Akne-Mythen: Was wirklich hilft, und was nicht

Schokolade, Sport, Zahnpasta auf Pickel: Wir räumen mit den hartnäckigsten Akne-Irrtümern auf.

22. März 2026

Akne-Mythen: Was wirklich hilft, und was nicht
JB

Dr. med. Jonas Beck

Arzt, Dermatologie · Aktualisiert am 6. August 2026

Akne entsteht durch das Zusammenspiel von Talgproduktion, Verhornung, Bakterien und Entzündung. Sie ist eine medizinische Erkrankung, kein Hygieneproblem.

Mythos 1: Schokolade ist schuld

Ernährung spielt eine kleinere Rolle als oft angenommen.

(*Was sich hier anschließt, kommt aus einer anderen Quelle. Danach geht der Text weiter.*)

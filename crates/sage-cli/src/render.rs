//! Plain-text rendering for terminal output
//!
//! Everything here returns strings so it can be tested without a terminal.
//! Coloring is applied by the caller.

use std::io::{self, Write};

use crossterm::style::{Color, Stylize};
use sage_core::{
    persona::Persona, CotError, GenerationLog, GenerationResult, Quote, Stage, UpstreamError,
};
use unicode_width::{UnicodeWidthChar, UnicodeWidthStr};

/// Width used for boxes and rules
pub const DEFAULT_WIDTH: usize = 60;

/// Cursor shown after the growing prefix while a stage streams
const CURSOR: &str = "▌";

/// Parse `#rrggbb` into a terminal color
pub fn parse_hex_color(hex: &str) -> Option<Color> {
    let hex = hex.strip_prefix('#')?;
    if hex.len() != 6 {
        return None;
    }
    let channel = |i: usize| u8::from_str_radix(hex.get(i..i + 2)?, 16).ok();
    Some(Color::Rgb {
        r: channel(0)?,
        g: channel(2)?,
        b: channel(4)?,
    })
}

/// Accent color of a persona, cyan when unset or malformed
pub fn accent(persona: &Persona) -> Color {
    parse_hex_color(&persona.color).unwrap_or(Color::Cyan)
}

/// Panel background of a persona, if it sets a valid one
pub fn background(persona: &Persona) -> Option<Color> {
    parse_hex_color(&persona.bg_color)
}

/// Greedy wrap by display width. Existing line breaks are kept.
pub fn wrap(text: &str, width: usize) -> Vec<String> {
    let width = width.max(1);
    let mut lines = Vec::new();
    for source_line in text.lines() {
        let mut line = String::new();
        let mut line_width = 0;
        for c in source_line.chars() {
            let w = c.width().unwrap_or(0);
            if line_width + w > width && !line.is_empty() {
                lines.push(std::mem::take(&mut line));
                line_width = 0;
            }
            line.push(c);
            line_width += w;
        }
        lines.push(line);
    }
    if lines.is_empty() {
        lines.push(String::new());
    }
    lines
}

fn pad(line: &str, width: usize) -> String {
    let fill = width.saturating_sub(line.width());
    format!("{}{}", line, " ".repeat(fill))
}

/// Boxed quote followed by the persona's attribution line
pub fn quote_box(persona: &Persona, quote: &Quote, width: usize) -> String {
    let inner = width.saturating_sub(4).max(8);
    let mut body = wrap(&format!("📜 「{}」", quote.text()), inner);
    body.push(format!("—— {}", persona.display_name()));

    let mut out = String::new();
    out.push_str(&format!("┌{}┐\n", "─".repeat(inner + 2)));
    for line in &body {
        out.push_str(&format!("│ {} │\n", pad(line, inner)));
    }
    out.push_str(&format!("└{}┘", "─".repeat(inner + 2)));
    out
}

/// Section title for a persona's response
pub fn response_title(persona: &Persona) -> String {
    format!("{} {} 的智慧回應", persona.icon, persona.key)
}

/// Heading printed before each stage's text
pub fn stage_heading(stage: Stage) -> &'static str {
    match stage {
        Stage::Reasoning => "🧠 他是這樣想的...",
        Stage::Advice => "💬 給你的建議",
    }
}

/// Persona card for `sage personas`
pub fn persona_card(index: usize, persona: &Persona, quote: Option<&Quote>) -> String {
    let mut out = format!("{}. {}\n", index, persona.label());
    if !persona.short_desc.is_empty() {
        out.push_str(&format!("   {}\n", persona.short_desc));
    }
    if !persona.core_concepts.is_empty() {
        out.push_str(&format!("   核心觀念：{}\n", persona.core_concepts));
    }
    if let Some(quote) = quote {
        out.push_str(&format!("   📜 「{}」\n", quote.text()));
    }
    out
}

/// Both stages of a finished generation
pub fn result_sections(result: &GenerationResult) -> String {
    format!(
        "{}\n{}\n\n{}\n{}\n",
        stage_heading(Stage::Reasoning),
        result.reasoning_chain.trim_end(),
        stage_heading(Stage::Advice),
        result.advice.trim_end()
    )
}

/// First `max_chars` characters of `text`, with `...` when cut
pub fn truncate_chars(text: &str, max_chars: usize) -> String {
    match text.char_indices().nth(max_chars) {
        Some((idx, _)) => format!("{}...", &text[..idx]),
        None => text.to_string(),
    }
}

/// Recent history, newest first
pub fn history_listing(log: &GenerationLog, count: usize) -> String {
    if log.is_empty() {
        return "尚無歷史紀錄".to_string();
    }
    let mut out = String::from("📜 歷史紀錄\n");
    for entry in log.recent(count) {
        out.push_str(&format!(
            "  [{}] {} | Q: {}\n",
            entry.at.format("%H:%M:%S"),
            entry.subject_label(),
            truncate_chars(&entry.question, 20)
        ));
    }
    out
}

/// Human-readable failure, with a hint where one helps
pub fn describe_error(err: &CotError) -> String {
    let hint = match err.upstream() {
        Some(UpstreamError::MissingCredentials) => Some(
            "Set GROQ_API_KEY or add api_key to ~/.sage/config.toml (https://console.groq.com/keys)",
        ),
        Some(UpstreamError::Authentication(_)) => Some("Check that your Groq API key is valid"),
        Some(UpstreamError::Timeout(_)) => Some("Raise the limit with --timeout"),
        _ => None,
    };
    match (err, hint) {
        (CotError::UnknownPersona(_), _) => {
            format!("{} (run `sage personas` to list them)", err)
        }
        (_, Some(hint)) => format!("{}\n  {}", err, hint),
        (_, None) => err.to_string(),
    }
}

/// Incremental printer for one streaming stage.
///
/// Shows a cursor after the text while fragments arrive when `show_cursor`
/// is set; `finish` removes it.
pub struct StreamPrinter<W: Write> {
    out: W,
    show_cursor: bool,
    cursor_drawn: bool,
}

impl<W: Write> StreamPrinter<W> {
    pub fn new(out: W, show_cursor: bool) -> Self {
        Self {
            out,
            show_cursor,
            cursor_drawn: false,
        }
    }

    fn erase_cursor(&mut self) -> io::Result<()> {
        if self.cursor_drawn {
            // Cursor glyph is one column wide
            write!(self.out, "\x08 \x08")?;
            self.cursor_drawn = false;
        }
        Ok(())
    }

    pub fn fragment(&mut self, text: &str) -> io::Result<()> {
        self.erase_cursor()?;
        write!(self.out, "{}", text)?;
        if self.show_cursor && !text.ends_with('\n') {
            write!(self.out, "{}", CURSOR.dark_grey())?;
            self.cursor_drawn = true;
        }
        self.out.flush()
    }

    pub fn finish(&mut self) -> io::Result<()> {
        self.erase_cursor()?;
        writeln!(self.out)?;
        self.out.flush()
    }

    #[cfg(test)]
    pub fn into_inner(self) -> W {
        self.out
    }
}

Für stark verarbeitete Kohlenhydrate und größere Mengen Milchprodukte gibt es Hinweise auf einen Zusammenhang, ein generelles Schokoladenverbot ist jedoch nicht belegt.

Mythos 2: Häufiger waschen hilft

Zu häufige oder zu aggressive Reinigung schädigt die Barriere und verstärkt die Entzündung. Zweimal täglich mild reinigen genügt.

Mythos 3: Zahnpasta trocknet Pickel aus

Zahnpasta gehört auf die Zähne. Aromen und Tenside reizen die Haut zusätzlich und können Pigmentflecken hinterlassen.

Was tatsächlich wirkt

Gut belegt sind topisches Adapalen, Benzoylperoxid und Azelainsäure, bei mittelschwerer Akne oft in Kombination. Wichtig ist Geduld: Eine Besserung zeigt sich meist erst nach acht bis zwölf Wochen.

Wann du ärztlich abklären solltest

Bei entzündlichen Knoten, beginnender Narbenbildung oder starkem Leidensdruck lohnt sich die ärztliche Einschätzung. Schwere Verläufe sind heute mit systemischen Therapien sehr gut behandelbar.

Dieser Beitrag dient der allgemeinen Information und ersetzt keine individuelle ärztliche Beratung oder Diagnose.